"Sochta Hoon" ( ) is a ghazal-qawwali written and performed by Nusrat Fateh Ali Khan, originally in UK
1985 Tour on 28 February at Allah Ditta Centre Birmingham. It had been popularized by him and his nephew Rahat Fateh Ali Khan several times in different concerts.

2016 remix 

It was recreated and released as a single on 5 July 2016 by A1melodymaster for the album Reformed; which released on 16 March 2017 with different renewed songs of Nusrat Fateh Ali Khan.

2018 film version 

It was recreated by lyricist Manoj Muntashir and composer Rochak Kohli for Shree Narayan Singh's 2018 Hindi film Batti Gul Meter Chalu.
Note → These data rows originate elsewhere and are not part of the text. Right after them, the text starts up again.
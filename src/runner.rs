//! Fixed timestep frame driver
//!
//! The host calls `frame` once per display refresh with the elapsed time.
//! Queued input is applied first, then the scene is ticked as many times as
//! the accumulated time allows.

use crate::consts::{MAX_FRAME_DT, MAX_SUBSTEPS, SIM_DT};
use crate::input::{InputEvent, InputState, SharedInputQueue};
use crate::scene::{SandbagScene, Scene};
use crate::sim::GameEvent;
use crate::tuning::Tuning;

/// Owns a scene plus everything needed to feed it input at a fixed rate
pub struct Runner<S: Scene> {
    pub scene: S,
    pub input: InputState,
    queue: SharedInputQueue,
    accumulator: f32,
    /// Total ticks run since the last restart
    pub ticks: u64,
}

impl Runner<SandbagScene> {
    /// Runner for the sandbag scene with the given tuning
    pub fn sandbag(tuning: Tuning) -> Self {
        let input = InputState::new(tuning.attack_window());
        Self::new(SandbagScene::new(tuning), input)
    }
}

impl<S: Scene> Runner<S> {
    /// Wrap a scene that has already been set up
    pub fn new(scene: S, input: InputState) -> Self {
        Self {
            scene,
            input,
            queue: SharedInputQueue::default(),
            accumulator: 0.0,
            ticks: 0,
        }
    }

    /// Queue an input event for the next frame
    pub fn push(&mut self, event: InputEvent) {
        self.queue.borrow_mut().push(event);
    }

    /// Handle for event handlers that must not borrow the runner
    pub fn queue(&self) -> SharedInputQueue {
        self.queue.clone()
    }

    /// Events waiting for the next frame
    pub fn pending(&self) -> usize {
        self.queue.borrow().len()
    }

    /// Rebuild the scene and forget all input, including held buttons
    pub fn restart(&mut self) {
        self.scene.reset();
        self.input.reset();
        self.accumulator = 0.0;
        self.ticks = 0;
        log::info!("Scene restarted");
    }

    /// Apply pending input and run simulation ticks for `dt` seconds
    pub fn frame(&mut self, dt: f32) -> Vec<GameEvent> {
        let pending = self.queue.borrow_mut().drain();
        for event in pending {
            match event {
                InputEvent::Restart => self.restart(),
                other => self.input.apply(other),
            }
        }

        let dt = dt.clamp(0.0, MAX_FRAME_DT);
        self.accumulator += dt;

        let mut events = Vec::new();
        let mut substeps = 0;
        while self.accumulator >= SIM_DT && substeps < MAX_SUBSTEPS {
            self.scene.tick(&mut self.input, SIM_DT, &mut events);
            self.accumulator -= SIM_DT;
            self.ticks += 1;
            substeps += 1;
        }

        events
    }
}
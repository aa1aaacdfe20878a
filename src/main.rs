//! Sandbag Punch entry point
//!
//! Handles platform-specific initialization and runs the game loop.

#[cfg(target_arch = "wasm32")]
use wasm_bindgen::prelude::*;

#[cfg(target_arch = "wasm32")]
mod wasm_game {
    use std::cell::RefCell;
    use std::rc::Rc;
    use wasm_bindgen::prelude::*;
    use web_sys::{HtmlCanvasElement, KeyboardEvent, PointerEvent};

    use sandbag_punch::consts::*;
    use sandbag_punch::input::{InputEvent, Key, SharedInputQueue, TouchButton};
    use sandbag_punch::renderer::RenderState;
    use sandbag_punch::scene::SandbagScene;
    use sandbag_punch::sim::GameEvent;
    use sandbag_punch::{Runner, Tuning, hud};

    /// Game instance holding all state
    struct Game {
        runner: Runner<SandbagScene>,
        render_state: Option<RenderState>,
        last_time: f64,
    }

    impl Game {
        fn new(tuning: Tuning) -> Self {
            Self {
                runner: Runner::sandbag(tuning),
                render_state: None,
                last_time: 0.0,
            }
        }

        /// Run simulation ticks
        fn update(&mut self, dt: f32) {
            for event in self.runner.frame(dt) {
                match event {
                    GameEvent::Jumped => {}
                    GameEvent::Launched { origin_x } => {
                        log::info!("Punch landed at x={:.1}", origin_x)
                    }
                    GameEvent::Settled { distance } => {
                        log::info!("Final distance: {:.1}", distance)
                    }
                }
            }
        }

        /// Render the current frame
        fn render(&mut self) {
            if let Some(ref mut render_state) = self.render_state {
                match render_state.render(&self.runner.scene.state) {
                    Ok(_) => {}
                    Err(wgpu::SurfaceError::Lost) => {
                        render_state.resize(render_state.size.0, render_state.size.1);
                    }
                    Err(wgpu::SurfaceError::OutOfMemory) => {
                        log::error!("Out of memory!");
                    }
                    Err(e) => log::warn!("Render error: {:?}", e),
                }
            }
        }

        /// Update HUD elements in DOM
        fn update_hud(&self) {
            let Some(document) = web_sys::window().and_then(|w| w.document()) else {
                return;
            };

            if let Some(el) = document.get_element_by_id("distance") {
                let text = hud::readout(&self.runner.scene);
                if el.text_content().as_deref() != Some(text.as_str()) {
                    el.set_text_content(Some(&text));
                }
                let _ = el.set_attribute("class", hud::readout_class(&self.runner.scene));
            }
        }
    }

    pub async fn run() -> Result<(), JsValue> {
        console_error_panic_hook::set_once();
        console_log::init_with_level(log::Level::Info)
            .map_err(|e| JsValue::from_str(&e.to_string()))?;

        log::info!("Sandbag Punch starting...");

        let window = web_sys::window().ok_or("no window")?;
        let document = window.document().ok_or("no document")?;

        // Hide loading indicator
        if let Some(loading) = document.get_element_by_id("loading") {
            let _ = loading.set_attribute("class", "hidden");
        }

        let canvas: HtmlCanvasElement = document
            .get_element_by_id("canvas")
            .ok_or("no canvas")?
            .dyn_into()?;

        // Backing store at device resolution
        let dpr = window.device_pixel_ratio();
        let width = (canvas.client_width() as f64 * dpr) as u32;
        let height = (canvas.client_height() as f64 * dpr) as u32;
        canvas.set_width(width);
        canvas.set_height(height);

        let game = Rc::new(RefCell::new(Game::new(Tuning::load())));

        // Initialize WebGPU
        let instance = wgpu::Instance::new(&wgpu::InstanceDescriptor {
            backends: wgpu::Backends::BROWSER_WEBGPU | wgpu::Backends::GL,
            ..Default::default()
        });

        let surface = instance
            .create_surface(wgpu::SurfaceTarget::Canvas(canvas.clone()))
            .map_err(|e| JsValue::from_str(&format!("Failed to create surface: {e}")))?;

        let adapter = instance
            .request_adapter(&wgpu::RequestAdapterOptions {
                power_preference: wgpu::PowerPreference::LowPower,
                compatible_surface: Some(&surface),
                force_fallback_adapter: false,
            })
            .await
            .map_err(|e| JsValue::from_str(&format!("Failed to get adapter: {e}")))?;

        log::info!("Using adapter: {:?}", adapter.get_info().name);

        let render_state =
            RenderState::new(surface, &adapter, width, height, (WORLD_WIDTH, WORLD_HEIGHT))
                .await
                .map_err(|e| JsValue::from_str(&format!("Failed to create device: {e}")))?;
        game.borrow_mut().render_state = Some(render_state);

        let queue = game.borrow().runner.queue();
        setup_keyboard(queue.clone());
        setup_touch_buttons(queue.clone());
        setup_reset_button(queue.clone());
        setup_blur(queue);

        // Show HUD
        if let Some(hud) = document.get_element_by_id("hud") {
            let _ = hud.set_attribute("class", "");
        }

        request_animation_frame(game);

        log::info!("Sandbag Punch running!");
        Ok(())
    }

    fn setup_keyboard(queue: SharedInputQueue) {
        let Some(window) = web_sys::window() else {
            return;
        };

        // Key down
        {
            let queue = queue.clone();
            let closure = Closure::<dyn FnMut(_)>::new(move |event: KeyboardEvent| {
                if let Some(key) = Key::from_dom_key(&event.key()) {
                    // Arrows and space would otherwise scroll the page
                    event.prevent_default();
                    queue.borrow_mut().push(InputEvent::KeyDown(key));
                }
            });
            let _ = window
                .add_event_listener_with_callback("keydown", closure.as_ref().unchecked_ref());
            closure.forget();
        }

        // Key up
        {
            let closure = Closure::<dyn FnMut(_)>::new(move |event: KeyboardEvent| {
                if let Some(key) = Key::from_dom_key(&event.key()) {
                    event.prevent_default();
                    queue.borrow_mut().push(InputEvent::KeyUp(key));
                }
            });
            let _ = window
                .add_event_listener_with_callback("keyup", closure.as_ref().unchecked_ref());
            closure.forget();
        }
    }

    fn setup_touch_buttons(queue: SharedInputQueue) {
        let Some(document) = web_sys::window().and_then(|w| w.document()) else {
            return;
        };

        for button in TouchButton::ALL {
            let Some(el) = document.get_element_by_id(button.element_id()) else {
                log::warn!("Touch button #{} missing", button.element_id());
                continue;
            };

            for name in TouchButton::POINTER_EVENTS {
                let queue = queue.clone();
                let target = el.clone();
                let closure = Closure::<dyn FnMut(_)>::new(move |event: PointerEvent| {
                    event.prevent_default();
                    if event.type_() == "pointerdown" {
                        // Touch pointers are implicitly captured by the pressed
                        // element; without this, pointerleave waits for the lift
                        let _ = target.release_pointer_capture(event.pointer_id());
                    }
                    if let Some(input) = button.pointer_event(&event.type_()) {
                        queue.borrow_mut().push(input);
                    }
                });
                let _ = el.add_event_listener_with_callback(name, closure.as_ref().unchecked_ref());
                closure.forget();
            }
        }
    }

    fn setup_reset_button(queue: SharedInputQueue) {
        let Some(document) = web_sys::window().and_then(|w| w.document()) else {
            return;
        };

        if let Some(btn) = document.get_element_by_id("reset-btn") {
            let closure = Closure::<dyn FnMut(_)>::new(move |_event: web_sys::MouseEvent| {
                queue.borrow_mut().push(InputEvent::Restart);
            });
            let _ = btn.add_event_listener_with_callback("click", closure.as_ref().unchecked_ref());
            closure.forget();
        }
    }

    fn setup_blur(queue: SharedInputQueue) {
        let Some(window) = web_sys::window() else {
            return;
        };

        // Key-ups are lost while the window is unfocused
        let closure = Closure::<dyn FnMut(_)>::new(move |_event: web_sys::FocusEvent| {
            queue.borrow_mut().push(InputEvent::Blur);
            log::info!("Window blurred, released held controls");
        });
        let _ = window.add_event_listener_with_callback("blur", closure.as_ref().unchecked_ref());
        closure.forget();
    }

    fn request_animation_frame(game: Rc<RefCell<Game>>) {
        let Some(window) = web_sys::window() else {
            return;
        };
        let closure = Closure::once(move |time: f64| {
            game_loop(game, time);
        });
        let _ = window.request_animation_frame(closure.as_ref().unchecked_ref());
        closure.forget();
    }

    fn game_loop(game: Rc<RefCell<Game>>, time: f64) {
        {
            let mut g = game.borrow_mut();

            // Calculate delta time
            let dt = if g.last_time > 0.0 {
                ((time - g.last_time) / 1000.0) as f32
            } else {
                SIM_DT
            };
            g.last_time = time;

            g.update(dt);
            g.render();
            g.update_hud();
        }

        request_animation_frame(game);
    }
}

#[cfg(target_arch = "wasm32")]
#[wasm_bindgen(start)]
pub async fn wasm_main() {
    if let Err(e) = wasm_game::run().await {
        log::error!("Startup failed: {:?}", e);
    }
}

#[cfg(not(target_arch = "wasm32"))]
fn main() {
    env_logger::init();
    log::info!("Sandbag Punch (native) starting...");
    log::info!("Native mode has no window - run with `trunk serve` for the web version");

    println!("\nRunning headless punch demo...");
    headless_demo();
}

#[cfg(target_arch = "wasm32")]
fn main() {
    // WASM entry point is wasm_main, this is just to satisfy the compiler
}

/// Walk up to the sandbag, punch it, and report where it lands
#[cfg(not(target_arch = "wasm32"))]
fn headless_demo() {
    use sandbag_punch::consts::SIM_DT;
    use sandbag_punch::input::{InputEvent, Key};
    use sandbag_punch::sim::GameEvent;
    use sandbag_punch::{Runner, Tuning, hud};

    let mut runner = Runner::sandbag(Tuning::load());

    // Let everything land, then walk right until touching the bag
    for _ in 0..60 {
        runner.frame(SIM_DT);
    }
    runner.push(InputEvent::KeyDown(Key::Right));
    for _ in 0..600 {
        if runner.scene.state.player_overlaps_sandbag() {
            break;
        }
        runner.frame(SIM_DT);
    }
    runner.push(InputEvent::KeyUp(Key::Right));
    runner.push(InputEvent::KeyDown(Key::Space));

    // 60 simulated seconds is far longer than any launch takes to settle
    for _ in 0..60 * 60 {
        let events = runner.frame(SIM_DT);
        if events
            .iter()
            .any(|e| matches!(e, GameEvent::Settled { .. }))
        {
            break;
        }
    }

    println!("{}", hud::readout(&runner.scene));
}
Under the title "Dekhte Dekhte" (; Hindi: "देखते देखते"; ), it was released in two versions, first by Atif Aslam and second by Rahat Fateh Ali Khan. The song has been picturised on the star cast Shahid Kapoor and Shraddha Kapoor. It was produced by Bhushan Kumar under his label T-Series, whose sister Tulsi Kumar also covered the song.

After the release of Aslam's version, it became the most viewed Hindi song on YouTube with more than 20 million views within 24 hours, and rose up to trending #2 on YouTube India. It also topped the iTunes India Chart and BBC Asian Music Chart with #1 position.

Popularity 
Due to its popularity, the song has been covered by some artists in Pakistan and India; including Junaid Asghar, Sonu Kakkar and Manan Bhardwaj. Other cover versions were released by Qazi Touqeer, Shreya Karmakar, Satyajeet Jena and Arshman Naeem.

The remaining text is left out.